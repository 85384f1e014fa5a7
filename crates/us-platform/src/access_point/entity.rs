//! Access point entity

use serde::{Deserialize, Serialize};
use utoipa::ToSchema;

use crate::usecase::UseCaseError;

/// A named protected endpoint.
#[derive(Debug, Clone, PartialEq, Eq, Serialize, Deserialize, ToSchema)]
pub struct AccessPoint {
    pub id: i64,
    pub name: String,
    pub endpoint: String,
}

#[derive(Debug, Clone, Default, PartialEq, Eq, Serialize, Deserialize, ToSchema)]
pub struct AccessPointPayload {
    #[serde(default)]
    pub name: String,
    #[serde(default)]
    pub endpoint: String,
}

impl AccessPointPayload {
    pub fn new(name: impl Into<String>, endpoint: impl Into<String>) -> Self {
        Self {
            name: name.into(),
            endpoint: endpoint.into(),
        }
    }

    pub fn validate(&self) -> Result<(), UseCaseError> {
        if self.name.trim().is_empty() {
            return Err(UseCaseError::bad_input("ACCESS_POINT_NAME_REQUIRED", "name is required"));
        }
        if self.endpoint.trim().is_empty() {
            return Err(UseCaseError::bad_input(
                "ACCESS_POINT_ENDPOINT_REQUIRED",
                "endpoint is required",
            ));
        }
        Ok(())
    }
}
//! Use case infrastructure shared by the account, role, access point and
//! role-access services.

pub mod change;
pub mod error;

pub use change::Change;
pub use error::UseCaseError;

pub type UseCaseResult<T> = Result<T, UseCaseError>;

__Task brief__:
Everything from the first line of the material through the line containing "Default, PartialEq, Eq, Serialize, Deserialize, ToSchema)]" is to be printed exactly; lines after that are to be left out.

__Answer to this task__:
repository 85384f1e014fa5a7
filename crates/us-platform/src/access_point/entity.rs
//! Access point entity

use serde::{Deserialize, Serialize};
use utoipa::ToSchema;

use crate::usecase::UseCaseError;

/// A named protected endpoint.
#[derive(Debug, Clone, PartialEq, Eq, Serialize, Deserialize, ToSchema)]
pub struct AccessPoint {
    pub id: i64,
    pub name: String,
    pub endpoint: String,
}

#[derive(Debug, Clone, Default, PartialEq, Eq, Serialize, Deserialize, ToSchema)]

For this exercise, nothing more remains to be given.